▶ [Your assignment]
Copy all the lines of the data that include the word "task".

BEGIN Provided records

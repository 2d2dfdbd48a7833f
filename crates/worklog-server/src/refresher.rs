//! Recurring feed refresh task.
//!
//! One owned background task drives the fetch cycle: the first tick fires
//! immediately (the startup fetch), then every `refresh_secs`. Each tick
//! runs as its own spawned task so a hung request delays only its own
//! cycle, never the timer. Overlapping cycles are safe: snapshots replace
//! wholesale and history merges are idempotent.

use crate::state::AppState;
use std::sync::Arc;
use std::time::Duration;
use tokio::sync::mpsc;
use tracing::{debug, info, warn};

/// Cancellation handle for the refresh task.
pub struct RefresherHandle {
    stop_tx: mpsc::Sender<()>,
}

impl RefresherHandle {
    /// Stop the refresh loop. In-flight fetches finish on their own.
    pub async fn stop(&self) {
        let _ = self.stop_tx.send(()).await;
    }
}

/// Spawn the recurring refresh task.
pub fn spawn(state: Arc<AppState>) -> RefresherHandle {
    let (stop_tx, mut stop_rx) = mpsc::channel::<()>(1);
    let interval = Duration::from_secs(state.config.refresh_secs.max(1));

    tokio::spawn(async move {
        let mut ticker = tokio::time::interval(interval);
        loop {
            tokio::select! {
                _ = ticker.tick() => {
                    let state = state.clone();
                    tokio::spawn(async move {
                        refresh_once(&state).await;
                    });
                }
                _ = stop_rx.recv() => {
                    debug!(target: "worklog::feed", "Stopping feed refresher");
                    break;
                }
            }
        }
    });

    RefresherHandle { stop_tx }
}

/// Run one refresh cycle, logging the outcome. Failures abandon the cycle
/// and keep the last good state; the next tick retries on its own.
pub async fn refresh_once(state: &AppState) {
    match state.refresh().await {
        Ok((fetched, appended)) => {
            info!(
                target: "worklog::feed",
                "Refreshed feed: {} record(s) in snapshot, {} new in history",
                fetched,
                appended
            );
        }
        Err(e) => {
            warn!(
                target: "worklog::feed",
                "Feed refresh failed, keeping last good state: {}",
                e
            );
        }
    }
}
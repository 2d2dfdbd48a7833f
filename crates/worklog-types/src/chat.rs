//! Chat relay types.
//!
//! The relay is a stateless forwarder: one user message goes out as a JSON
//! POST, one reply (or a synthetic error reply) comes back. No threading,
//! no retries.

use serde::{Deserialize, Serialize};

/// Payload forwarded to the remote relay endpoint.
#[derive(Debug, Clone, Serialize, Deserialize)]
pub struct RelayRequest {
    /// Message text.
    pub message: String,
    /// Client timestamp (ms since Unix epoch).
    pub timestamp: u64,
    /// Who is sending.
    pub sender: String,
}

/// Reply surfaced to the UI after a relay attempt.
#[derive(Debug, Clone, Serialize, Deserialize)]
pub struct ChatReply {
    /// Unique reply identifier.
    pub id: String,
    /// Always "bot" for relay replies, including synthetic error ones.
    pub sender: String,
    /// Reply text (relay body, or a fallback error message).
    pub message: String,
    /// Reply timestamp (ms since Unix epoch).
    pub timestamp: u64,
    /// Set when the relay failed; the UI shows this as a toast.
    #[serde(default, skip_serializing_if = "Option::is_none")]
    pub notice: Option<String>,
}

impl ChatReply {
    /// A successful bot reply.
    pub fn bot(message: String) -> Self {
        Self {
            id: format!("bot-{}", uuid::Uuid::new_v4()),
            sender: "bot".to_string(),
            message,
            timestamp: now_ms(),
            notice: None,
        }
    }

    /// A synthetic bot-authored reply for a failed relay attempt.
    pub fn relay_error(notice: String) -> Self {
        Self {
            id: format!("bot-{}", uuid::Uuid::new_v4()),
            sender: "bot".to_string(),
            message: "Sorry, I couldn't reach the assistant. Please try again.".to_string(),
            timestamp: now_ms(),
            notice: Some(notice),
        }
    }
}

fn now_ms() -> u64 {
    std::time::SystemTime::now()
        .duration_since(std::time::UNIX_EPOCH)
        .map(|d| d.as_millis() as u64)
        .unwrap_or(0)
}
//! View and history routes.

use crate::state::AppState;
use axum::{
    extract::{Query, State},
    http::StatusCode,
    Json,
};
use serde::{Deserialize, Serialize};
use std::sync::Arc;
use worklog_types::{DateFilter, StatsSummary, ViewMode, WorkItem};

#[derive(Deserialize)]
pub struct ViewQuery {
    #[serde(default)]
    pub mode: Option<String>,
    /// Month key (`YYYY-MM`) for the monthly view; defaults to the
    /// current month.
    #[serde(default)]
    pub month: Option<String>,
    /// Optional day (`MM-DD-YY`) narrowing within the month.
    #[serde(default)]
    pub day: Option<String>,
}

#[derive(Serialize)]
pub struct ViewResponse {
    /// The mode actually applied; absent when the query fell back to the
    /// raw snapshot.
    #[serde(skip_serializing_if = "Option::is_none")]
    pub mode: Option<ViewMode>,
    pub items: Vec<WorkItem>,
    pub stats: StatsSummary,
}

pub async fn view(
    State(state): State<Arc<AppState>>,
    Query(query): Query<ViewQuery>,
) -> Json<ViewResponse> {
    // An unrecognized mode string degrades to the unfiltered snapshot.
    let mode = query
        .mode
        .as_deref()
        .and_then(|m| m.parse::<ViewMode>().ok());

    let filter = DateFilter {
        month: query
            .month
            .unwrap_or_else(worklog_core::current_month_key),
        day: query.day,
    };

    let snapshot = state.snapshot();
    let history = state.history.items();
    let items = worklog_core::select(mode, &snapshot, &history, &filter);
    let stats = worklog_core::summarize(&items, &history, &state.config.tracked_people);

    tracing::debug!(
        target: "worklog::api",
        "View {:?}: {} item(s)",
        mode,
        items.len()
    );

    Json(ViewResponse { mode, items, stats })
}

#[derive(Serialize)]
pub struct SnapshotResponse {
    pub items: Vec<WorkItem>,
}

pub async fn snapshot(State(state): State<Arc<AppState>>) -> Json<SnapshotResponse> {
    Json(SnapshotResponse {
        items: state.snapshot(),
    })
}

#[derive(Serialize)]
pub struct HistoryResponse {
    pub total: usize,
    pub items: Vec<WorkItem>,
}

pub async fn history(State(state): State<Arc<AppState>>) -> Json<HistoryResponse> {
    let items = state.history.items();
    Json(HistoryResponse {
        total: items.len(),
        items,
    })
}

#[derive(Serialize)]
pub struct RefreshResponse {
    pub fetched: usize,
    pub appended: usize,
}

/// User-triggered refresh. May overlap a timer tick; that is safe because
/// merges are idempotent and snapshots replace wholesale.
pub async fn refresh(
    State(state): State<Arc<AppState>>,
) -> Result<Json<RefreshResponse>, (StatusCode, String)> {
    match state.refresh().await {
        Ok((fetched, appended)) => Ok(Json(RefreshResponse { fetched, appended })),
        Err(e) => {
            tracing::warn!(target: "worklog::feed", "Manual refresh failed: {}", e);
            Err((StatusCode::BAD_GATEWAY, e.to_string()))
        }
    }
}
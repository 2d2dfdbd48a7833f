//! Record parser for the comma-separated feed.
//!
//! The feed is naive CSV: fields are split on every comma, with no support
//! for commas embedded in quoted fields. That matches the upstream export
//! and keeps the parser a pure function over one line of text.

use crate::dates;
use worklog_types::{WorkItem, WorkStatus};

/// Positional fields expected per line: date, employee name, work, status.
const MIN_FIELDS: usize = 4;

/// Trim a raw field and unwrap one layer of surrounding double quotes.
fn clean_field(raw: &str) -> &str {
    let trimmed = raw.trim();
    if trimmed.len() >= 2 && trimmed.starts_with('"') && trimmed.ends_with('"') {
        trimmed[1..trimmed.len() - 1].trim()
    } else {
        trimmed
    }
}

/// Parse one data line into a work item, or reject it.
///
/// Rejections are silent (a debug trace at most): fewer than four fields,
/// or an empty employee name or work description. An empty date field
/// falls back to today's date in canonical `MM-DD-YY` form.
pub fn parse_line(line: &str) -> Option<WorkItem> {
    let fields: Vec<&str> = line.split(',').map(clean_field).collect();
    if fields.len() < MIN_FIELDS {
        tracing::debug!(
            target: "worklog::parser",
            "Rejected line with {} field(s): {:?}",
            fields.len(),
            line
        );
        return None;
    }

    let employee_name = fields[1];
    let work = fields[2];
    if employee_name.is_empty() || work.is_empty() {
        tracing::debug!(target: "worklog::parser", "Rejected line with empty name or work: {:?}", line);
        return None;
    }

    let date = if fields[0].is_empty() {
        dates::today_mmddyy()
    } else {
        fields[0].to_string()
    };

    Some(WorkItem {
        date,
        employee_name: employee_name.to_string(),
        work: work.to_string(),
        status: WorkStatus::from_field(fields[3]),
        observed_at: chrono::Utc::now(),
    })
}

/// Parse a full feed body into a snapshot.
///
/// Line 0 is the header row and is discarded; blank lines are skipped;
/// rejected lines contribute nothing.
pub fn parse_feed(text: &str) -> Vec<WorkItem> {
    text.lines()
        .skip(1)
        .filter(|line| !line.trim().is_empty())
        .filter_map(parse_line)
        .collect()
}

END Provided records

▶ [Your response]
//! Recurring feed refresh task.
//! One owned background task drives the fetch cycle: the first tick fires
//! runs as its own spawned task so a hung request delays only its own
/// Cancellation handle for the refresh task.
/// Spawn the recurring refresh task.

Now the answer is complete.